Collected data
++++++++++++++++++++
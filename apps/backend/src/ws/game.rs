//! Applies client actions to a room's table under its critical section and
//! fans the per-seat projections out to every member.

use std::sync::Arc;

use actix::Recipient;
use uuid::Uuid;

use crate::domain::hand;
use crate::domain::snapshot::project_for_seat;
use crate::domain::state::TableState;
use crate::errors::domain::{DomainError, NotFoundKind};
use crate::ws::hub::{Push, Room, RoomRegistry};
use crate::ws::protocol::ServerMsg;

/// Explicit outcome of a game action against a table.
#[derive(Debug)]
pub enum Outcome {
    /// Mutation applied; every member received a fresh projection.
    Applied,
    /// Illegal action: no mutation, no broadcast, no reply. This reproduces
    /// the protocol's silent-rejection contract.
    Rejected(DomainError),
}

/// Run `mutate` inside the room's critical section; on success the per-seat
/// projections are built under the same lock and pushed after release.
pub fn apply<F>(room: &Room, mutate: F) -> Outcome
where
    F: FnOnce(&mut TableState) -> Result<(), DomainError>,
{
    let payloads = {
        let mut table = room.table.lock();
        if let Err(err) = mutate(&mut table) {
            return Outcome::Rejected(err);
        }
        build_payloads(room, &table)
    };
    room.broadcast_each(payloads);
    Outcome::Applied
}

/// Push the current state to every member, each seeing only its own hand.
pub fn broadcast_state(room: &Room) {
    let payloads = {
        let table = room.table.lock();
        build_payloads(room, &table)
    };
    room.broadcast_each(payloads);
}

fn build_payloads(room: &Room, table: &TableState) -> Vec<(Uuid, ServerMsg)> {
    room.member_seats()
        .into_iter()
        .map(|(conn_id, seat)| {
            (
                conn_id,
                ServerMsg::TableState {
                    room: room.name.clone(),
                    state: project_for_seat(table, Some(seat)),
                },
            )
        })
        .collect()
}

/// Seat a connection at a room. The caller acks the join before the first
/// projection goes out.
pub fn join_room(
    registry: &RoomRegistry,
    room_name: &str,
    conn_id: Uuid,
    name: &str,
    want_seat: Option<usize>,
    recipient: Recipient<Push>,
) -> Result<(Arc<Room>, usize), DomainError> {
    let room = registry.get(room_name).ok_or_else(|| {
        DomainError::not_found(NotFoundKind::Room, format!("Room {room_name} not found"))
    })?;
    let seat = room.table.lock().join(conn_id, name, want_seat)?;
    room.register(conn_id, seat, name, recipient);
    Ok((room, seat))
}

/// Free the connection's seat and tell the remaining members; the room is
/// dropped once its last connection is gone.
pub fn leave_room(registry: &RoomRegistry, room: &Arc<Room>, conn_id: Uuid) {
    let Some(member) = room.unregister(conn_id) else {
        return;
    };
    {
        let mut table = room.table.lock();
        hand::vacate_seat(&mut table, member.seat);
    }
    broadcast_state(room);
    registry.remove_if_empty(&room.name);
}

/// Room-scoped chat relay; no game state involved.
pub fn chat(room: &Room, conn_id: Uuid, text: String) {
    let Some((seat, name)) = room.member_info(conn_id) else {
        return;
    };
    let msg = ServerMsg::Chat { seat, name, text };
    for (member_conn, _) in room.member_seats() {
        room.send_to(member_conn, msg.clone());
    }
}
++++++++++++++++++++
Task brief: Would you restate the records word for word?

Exercise response:
filename apps/backend/src/ws/game.rs
//! Applies client actions to a room's table under its critical section and
//! fans the per-seat projections out to every member.

use std::sync::Arc;

use actix::Recipient;
use uuid::Uuid;

use crate::domain::hand;
use crate::domain::snapshot::project_for_seat;
use crate::domain::state::TableState;
use crate::errors::domain::{DomainError, NotFoundKind};
use crate::ws::hub::{Push, Room, RoomRegistry};
use crate::ws::protocol::ServerMsg;

/// Explicit outcome of a game action against a table.
#[derive(Debug)]
pub enum Outcome {
    /// Mutation applied; every member received a fresh projection.
    Applied,
    /// Illegal action: no mutation, no broadcast, no reply. This reproduces
    /// the protocol's silent-rejection contract.
    Rejected(DomainError),
}

/// Run `mutate` inside the room's critical section; on success the per-seat
/// projections are built under the same lock and pushed after release.
pub fn apply<F>(room: &Room, mutate: F) -> Outcome
where
    F: FnOnce(&mut TableState) -> Result<(), DomainError>,
{
    let payloads = {
        let mut table = room.table.lock();
        if let Err(err) = mutate(&mut table) {
            return Outcome::Rejected(err);
        }
        build_payloads(room, &table)
    };
    room.broadcast_each(payloads);
    Outcome::Applied
}

/// Push the current state to every member, each seeing only its own hand.
pub fn broadcast_state(room: &Room) {
    let payloads = {
        let table = room.table.lock();
        build_payloads(room, &table)
    };
    room.broadcast_each(payloads);
}

fn build_payloads(room: &Room, table: &TableState) -> Vec<(Uuid, ServerMsg)> {
    room.member_seats()
        .into_iter()
        .map(|(conn_id, seat)| {
            (
                conn_id,
                ServerMsg::TableState {
                    room: room.name.clone(),
                    state: project_for_seat(table, Some(seat)),
                },
            )
        })
        .collect()
}

/// Seat a connection at a room. The caller acks the join before the first
/// projection goes out.
pub fn join_room(
    registry: &RoomRegistry,
    room_name: &str,
    conn_id: Uuid,
    name: &str,
    want_seat: Option<usize>,
    recipient: Recipient<Push>,
) -> Result<(Arc<Room>, usize), DomainError> {
    let room = registry.get(room_name).ok_or_else(|| {
        DomainError::not_found(NotFoundKind::Room, format!("Room {room_name} not found"))
    })?;
    let seat = room.table.lock().join(conn_id, name, want_seat)?;
    room.register(conn_id, seat, name, recipient);
    Ok((room, seat))
}

/// Free the connection's seat and tell the remaining members; the room is
/// dropped once its last connection is gone.
pub fn leave_room(registry: &RoomRegistry, room: &Arc<Room>, conn_id: Uuid) {
    let Some(member) = room.unregister(conn_id) else {
        return;
    };
    {
        let mut table = room.table.lock();
        hand::vacate_seat(&mut table, member.seat);
    }
    broadcast_state(room);
    registry.remove_if_empty(&room.name);
}

/// Room-scoped chat relay; no game state involved.
pub fn chat(room: &Room, conn_id: Uuid, text: String) {
    let Some((seat, name)) = room.member_info(conn_id) else {
        return;
    };
    let msg = ServerMsg::Chat { seat, name, text };
    for (member_conn, _) in room.member_seats() {
        room.send_to(member_conn, msg.clone());
    }
}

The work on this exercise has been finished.